//! One analysis pass.
//!
//! A [`DeprecationPass`] owns every cache the analysis uses. Entry points
//! build a fresh pass and drop it when they return, so nothing learned while
//! analysing one request can leak into the next one.
//!
//! The methods are split by concern: traversal and the deprecation fact live
//! here, the alias walker in `alias_chain`, the import/export engine in
//! `imports`.

use std::sync::Arc;

use rustc_hash::FxHashMap;
use smol_str::SmolStr;
use text_size::TextSize;

use super::alias_chain::DeprecatedOrigin;
use super::comments::{comments_of, contains_marker, reason_after_marker};
use super::diagnostics::{Diagnostic, RelatedInformation};
use super::imports::{BindingHit, WildcardHit};
use super::program::{Declaration, Program};
use super::resolver::SymbolResolver;
use crate::base::{FileId, NodeId, NodeRef, SymbolId};
use crate::config::Config;
use crate::error::{AnalysisError, Result};
use crate::syntax::{NodeKind, SourceFile};

/// Deprecation found for the identifier under a position.
#[derive(Clone, Debug, PartialEq, Eq)]
pub struct Deprecation {
    /// The symbol the identifier refers to.
    pub symbol: SymbolId,
    pub origin: DeprecatedOrigin,
    /// Text after the marker on the deprecated declaration.
    pub reason: Option<String>,
    /// Name of the deprecated declaration when it is not the symbol's own.
    pub inherited_from: Option<SmolStr>,
}

pub struct DeprecationPass<'p, P: Program + ?Sized> {
    pub(crate) resolver: SymbolResolver<'p, P>,
    pub(crate) config: &'p Config,
    deprecated: FxHashMap<Declaration, bool>,
    pub(crate) statement_hits: FxHashMap<(NodeRef, Option<SymbolId>), Arc<[BindingHit]>>,
    pub(crate) wildcards: FxHashMap<(FileId, SmolStr), Option<WildcardHit>>,
    pub(crate) specifier_nodes: FxHashMap<(NodeRef, SmolStr), Option<NodeId>>,
}

impl<'p, P: Program + ?Sized> DeprecationPass<'p, P> {
    pub fn new(program: &'p P, config: &'p Config) -> Result<Self> {
        config.validate()?;
        Ok(Self {
            resolver: SymbolResolver::new(program),
            config,
            deprecated: FxHashMap::default(),
            statement_hits: FxHashMap::default(),
            wildcards: FxHashMap::default(),
            specifier_nodes: FxHashMap::default(),
        })
    }

    pub fn resolver(&mut self) -> &mut SymbolResolver<'p, P> {
        &mut self.resolver
    }

    pub fn config(&self) -> &Config {
        self.config
    }

    /// Whether `decl` carries the marker in its own comments; memoized.
    pub fn is_deprecated(&mut self, decl: Declaration) -> bool {
        if let Some(&known) = self.deprecated.get(&decl) {
            return known;
        }
        let comments = comments_of(&mut self.resolver, decl);
        let deprecated = contains_marker(&comments, &self.config.marker);
        self.deprecated.insert(decl, deprecated);
        deprecated
    }

    pub fn deprecation_reason(&mut self, decl: Declaration) -> Option<String> {
        let comments = comments_of(&mut self.resolver, decl);
        reason_after_marker(&comments, &self.config.marker)
    }

    // ------------------------------------------------------------------------
    // Traversal
    // ------------------------------------------------------------------------

    /// Deprecation diagnostics for every usage in `file`, in source order.
    pub fn check_file(&mut self, file: FileId) -> Result<Vec<Diagnostic>> {
        let source = self
            .resolver
            .source_file(file)
            .ok_or(AnalysisError::UnknownFile(file))?;
        self.check_subtree(NodeRef::new(file, source.root()))
    }

    /// Deprecation diagnostics for the usages below (and at) `at`.
    pub fn check_subtree(&mut self, at: NodeRef) -> Result<Vec<Diagnostic>> {
        let source = self
            .resolver
            .source_file(at.file)
            .ok_or(AnalysisError::UnknownFile(at.file))?;
        if source.node(at.node).is_none() {
            return Err(AnalysisError::UnknownNode {
                file: at.file,
                node: at.node,
            });
        }
        tracing::debug!(file = source.path(), "deprecation pass started");

        let diagnostics = self.check_node(&source, at.node, 0);

        let stats = self.resolver.stats();
        tracing::debug!(
            file = source.path(),
            diagnostics = diagnostics.len(),
            cache_hits = stats.hits,
            cache_misses = stats.misses,
            "deprecation pass finished"
        );
        Ok(diagnostics)
    }

    fn check_node(&mut self, source: &SourceFile, node: NodeId, depth: u32) -> Vec<Diagnostic> {
        if depth > self.config.max_traversal_depth {
            tracing::warn!(
                file = source.path(),
                ?node,
                max_depth = self.config.max_traversal_depth,
                "syntax tree too deep, subtree skipped"
            );
            return Vec::new();
        }
        let Some(kind) = source.kind(node) else {
            return Vec::new();
        };

        if kind.is_module_statement() && source.module_specifier(node).is_some() {
            if kind == NodeKind::ImportDeclaration && !self.config.report_import_specifiers {
                return Vec::new();
            }
            return self.resolve_import_deprecation(NodeRef::new(source.file(), node), None);
        }
        if kind == NodeKind::Identifier {
            return self.check_identifier(source, node);
        }

        source
            .children(node)
            .iter()
            .flat_map(|&child| self.check_node(source, child, depth + 1))
            .collect()
    }

    fn check_identifier(&mut self, source: &SourceFile, ident: NodeId) -> Vec<Diagnostic> {
        if is_declaration_name(source, ident) {
            return Vec::new();
        }
        let usage = NodeRef::new(source.file(), ident);
        let Some(name) = source.text_of(ident) else {
            return Vec::new();
        };
        match self.origin_of_usage(usage) {
            Some((_, origin)) => vec![self.usage_diagnostic(usage, name, origin.declaration)],
            None => Vec::new(),
        }
    }

    /// The symbol at `usage` and where its deprecation comes from.
    ///
    /// The alias walk runs first; for import aliases it cannot see through,
    /// the import statement is resolved again for just that binding.
    fn origin_of_usage(&mut self, usage: NodeRef) -> Option<(SymbolId, DeprecatedOrigin)> {
        let symbol = self.resolver.symbol_at(usage)?;
        if let Some(origin) = self.deprecated_origin_with_containers(symbol) {
            return Some((symbol, origin));
        }
        if !self.resolver.is_alias(symbol) {
            return None;
        }
        let stmt = self.binding_statement(symbol)?;
        let hits = self.binding_hits(stmt, Some(symbol));
        hits.first().map(|hit| (symbol, hit.origin))
    }

    /// The import/export statement declaring the alias `symbol`.
    fn binding_statement(&mut self, symbol: SymbolId) -> Option<NodeRef> {
        let decl = self.resolver.primary_declaration(symbol)?;
        let source = self.resolver.source_file(decl.file)?;
        if !source.kind(decl.node)?.is_named_binding() {
            return None;
        }
        source
            .ancestors(decl.node)
            .find(|&n| source.kind(n).is_some_and(NodeKind::is_module_statement))
            .map(|stmt| NodeRef::new(decl.file, stmt))
    }

    /// Deprecation of whatever the identifier at `offset` refers to.
    pub fn deprecation_at(
        &mut self,
        file: FileId,
        offset: TextSize,
    ) -> Result<Option<Deprecation>> {
        let source = self
            .resolver
            .source_file(file)
            .ok_or(AnalysisError::UnknownFile(file))?;
        let Some(node) = source.node_at_offset(offset) else {
            return Ok(None);
        };
        if source.kind(node) != Some(NodeKind::Identifier) {
            return Ok(None);
        }
        let Some((symbol, origin)) = self.origin_of_usage(NodeRef::new(file, node)) else {
            return Ok(None);
        };

        let reason = self
            .deprecation_reason(origin.declaration)
            .filter(|r| !r.is_empty());
        let own = self.resolver.primary_declaration(origin.symbol);
        let inherited_from = if own == Some(origin.declaration) {
            None
        } else {
            self.declaration_name(origin.declaration)
        };
        Ok(Some(Deprecation {
            symbol,
            origin,
            reason,
            inherited_from,
        }))
    }

    // ------------------------------------------------------------------------
    // Diagnostics
    // ------------------------------------------------------------------------

    /// `'name' is deprecated.` at `usage`, pointing back at `origin`.
    pub(crate) fn usage_diagnostic(
        &mut self,
        usage: NodeRef,
        name: &str,
        origin: Declaration,
    ) -> Diagnostic {
        let range = self
            .resolver
            .source_file(usage.file)
            .and_then(|source| source.node(usage.node).map(|n| n.range))
            .unwrap_or_default();
        let diag = Diagnostic::deprecated_usage(usage.file, range, name);
        match self.related_at(origin) {
            Some(related) => diag.with_related(related),
            None => diag,
        }
    }

    /// Related information at the name of `decl`, or the whole node.
    fn related_at(&mut self, decl: Declaration) -> Option<RelatedInformation> {
        let source = self.resolver.source_file(decl.file)?;
        let target = source.name_of(decl.node).unwrap_or(decl.node);
        let range = source.node(target)?.range;
        Some(RelatedInformation::deprecated_here(decl.file, range))
    }

    fn declaration_name(&mut self, decl: Declaration) -> Option<SmolStr> {
        let source = self.resolver.source_file(decl.file)?;
        let name = source.name_of(decl.node)?;
        source.text_of(name).map(SmolStr::new)
    }
}

/// `ident` is the name a declaration or binding introduces.
fn is_declaration_name(source: &SourceFile, ident: NodeId) -> bool {
    source.parent(ident).is_some_and(|parent| {
        source.kind(parent).is_some_and(NodeKind::is_declaration)
            && source.name_of(parent) == Some(ident)
    })
}

#[cfg(test)]
mod tests {
    use super::*;
    use crate::fixture::{Decl, ProgramBuilder};

    #[test]
    fn test_invalid_config_is_rejected() {
        let program = ProgramBuilder::new().finish();
        let config = Config::new().with_marker("");
        assert!(matches!(
            DeprecationPass::new(&program, &config),
            Err(AnalysisError::InvalidConfig(_))
        ));
    }

    #[test]
    fn test_unknown_file_and_node() {
        let mut b = ProgramBuilder::new();
        let a = b.file("src/a.ts");
        let program = b.finish();
        let config = Config::default();
        let mut pass = DeprecationPass::new(&program, &config).unwrap();

        assert!(matches!(
            pass.check_file(FileId::new(9)),
            Err(AnalysisError::UnknownFile(_))
        ));
        assert!(matches!(
            pass.check_subtree(NodeRef::new(a, NodeId::new(10_000))),
            Err(AnalysisError::UnknownNode { .. })
        ));
    }

    #[test]
    fn test_deprecation_fact_is_memoized() {
        let mut b = ProgramBuilder::new();
        let a = b.file("src/a.ts");
        let f = b.declare(a, Decl::function("f").doc("/** @deprecated */"));
        let program = b.finish();
        let config = Config::default();
        let mut pass = DeprecationPass::new(&program, &config).unwrap();
        let decl = pass.resolver().primary_declaration(f).unwrap();

        assert!(pass.is_deprecated(decl));
        let before = pass.resolver().stats();
        assert!(pass.is_deprecated(decl));
        assert_eq!(pass.resolver().stats(), before);
    }

    #[test]
    fn test_declaration_names_are_not_usages() {
        let mut b = ProgramBuilder::new();
        let a = b.file("src/a.ts");
        b.declare(a, Decl::function("f").doc("/** @deprecated */"));
        let program = b.finish();
        let config = Config::default();
        let mut pass = DeprecationPass::new(&program, &config).unwrap();

        assert!(pass.check_file(a).unwrap().is_empty());
    }

    #[test]
    fn test_depth_cap_skips_deep_subtrees() {
        let mut b = ProgramBuilder::new();
        let a = b.file("src/a.ts");
        b.declare(a, Decl::function("f").doc("/** @deprecated */"));
        b.call(a, "f");
        let program = b.finish();

        let config = Config::default();
        let mut pass = DeprecationPass::new(&program, &config).unwrap();
        assert_eq!(pass.check_file(a).unwrap().len(), 1);

        // SourceFile > ExpressionStatement > CallExpression > Identifier
        let shallow = Config::new().with_max_traversal_depth(2);
        let mut pass = DeprecationPass::new(&program, &shallow).unwrap();
        assert!(pass.check_file(a).unwrap().is_empty());
    }

    #[test]
    fn test_reason_and_inherited_name_for_hover() {
        let mut b = ProgramBuilder::new();
        let a = b.file("src/a.ts");
        b.declare(
            a,
            Decl::class("Old")
                .doc("/** @deprecated Use New */")
                .member(Decl::method("run")),
        );
        let usage = b.member_access(a, "Old", "run");
        let program = b.finish();
        let config = Config::default();
        let mut pass = DeprecationPass::new(&program, &config).unwrap();

        let offset = program.source_file(a).unwrap().node(usage).unwrap().range.start();
        let found = pass.deprecation_at(a, offset).unwrap().unwrap();

        assert_eq!(found.reason.as_deref(), Some("Use New"));
        assert_eq!(found.inherited_from.as_deref(), Some("Old"));
    }
}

- [Task item]
Copy all lines from the material that include "found".

- [Task output]
/// Deprecation found for the identifier under a position.
        let found = pass.deprecation_at(a, offset).unwrap().unwrap();
        assert_eq!(found.reason.as_deref(), Some("Use New"));
        assert_eq!(found.inherited_from.as_deref(), Some("Old"));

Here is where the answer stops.